Hispond-Suiza Alfonso XIII
Am 14. Juni 1904 wurde durch den Genfer Ingenieur Mark Birkigt das Unternehmen La Hispano-Suiza de Automoviles in Barcelona gegründet. Möglich wurde dieses Projekt eine mutige Initiative seines Geschäftspartners Damian Mateu.
Sie hatten nur 250.000 Peseten Startkapital. Mit dem Namen und dem fliegenden Storch als Kühlerabzeichen setzte Birkigt seiner alten und neuen Heimat ein Denkmal. Der Storch ist nämlich das stilisierte Wappen Spaniens und der Schweiz.
Schon kurz nach der Fertigstellung machte das Produkt Aufruhr. Die katholische Majestät Alfonso XIII erblickte den Wagen auf einer Ausstellung in Madrid. Sofort bestellt er drei von den Modellen. Durch die Erfahrungen, dem Charisma und der hohen Fertigungsqualität konnte Birkigt von Anfang an auf die Verbundenheit der Royals zählen.
Ab 1905 und in den darauf folgenden 40 Jahren wurden insgesamt 90 Hispano-Suiza zum Fuhrpark dazugekauft.
1909 schenkte die Gattin der Majestät einen Prototypen zum Geburtstag. Ab dann durfte sich der T15 Alfonso XIII nennen.
1912 erhielt er dann endlich sein endgültiges Aussehen und war der erste Seriensportwagen der Welt. Obwohl er sehr zerbrechlich schien, konnte er durch Robustheit überzeugen. Damit machte sich das Unternehmen auch den Namen.
Den Wagen gab es in verschiedenen Varianten. Entweder mit kurzem Chassis oder einer, wo die Radnaben 3000mm auseinanderstanden.
Die Karosserie bestand aus einem Standardrahmen und die Speichenräder waren an Starrachsen angebaut. Die Handbremse bestand aus einem langen Stock, der rechts außen seinen Platz fand.
Das Fußpedal für die Bremse lag an gewohnter Stelle.
Der Motor war ein Monoblock-Vierzylinder und hatte 64 PS bei 2300 Umdrehungen. Die Bohrungen waren doppelt so groß wie normal und das Triebwerk erhielt dadurch die nötige Elastizität. Im Inneren bestand der Motor aus Graugusskolben mit rohförmigen Pleueln und die Kurbelwelle drehte sich in vier Gleitlagern.

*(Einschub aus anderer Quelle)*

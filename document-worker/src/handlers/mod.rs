//! Message handlers for the two pipeline queues.
//!
//! - [`UploadHandler`]: upload events -> extracted text, index entry, summary message
//! - [`SummaryHandler`]: summary messages -> repository and index

mod summary;
mod upload;

pub use summary::SummaryHandler;
pub use upload::UploadHandler;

Die Ölpumpe und der Reservetank waren Komponenten für die Niederdruckumlaufschmierung. Ein Ventilator kühlte unterstützend das Aggregat.
Motor und Getriebe waren erst mit drei Fahrstufen, später dann mit vier Stufen verbunden. Anfangs baute man Konuskupplungen ein, das änderte man aber in Mehrscheibenkupplungen.
Das Leergewicht des Wagens belief sich auf 660 Kilogramm. Der Alfonso X/// war ein sportliches Auto und hatte eine Höchstgeschwindigkeit von fast 130 km/h. Zu damaliger Zeit gehörte er zwar nicht unbedingt zu den schnellsten Autos, aber er war sehr handlich steuerbar und dadurch flink.
1910 reiste Mark Birkigt nach Paris, um einen Standort für sein Tochterunternehmen zu finden. Kurz neben der Weltstadt wurde er fündig. Dort leaste man für drei Jahre ein Tramdepot. Ab Juli 1911 wurden dann die Autos gefertigt. Bis 1913 wurden insgesamt 769 Exemplare des Alfonso XIII gebaut.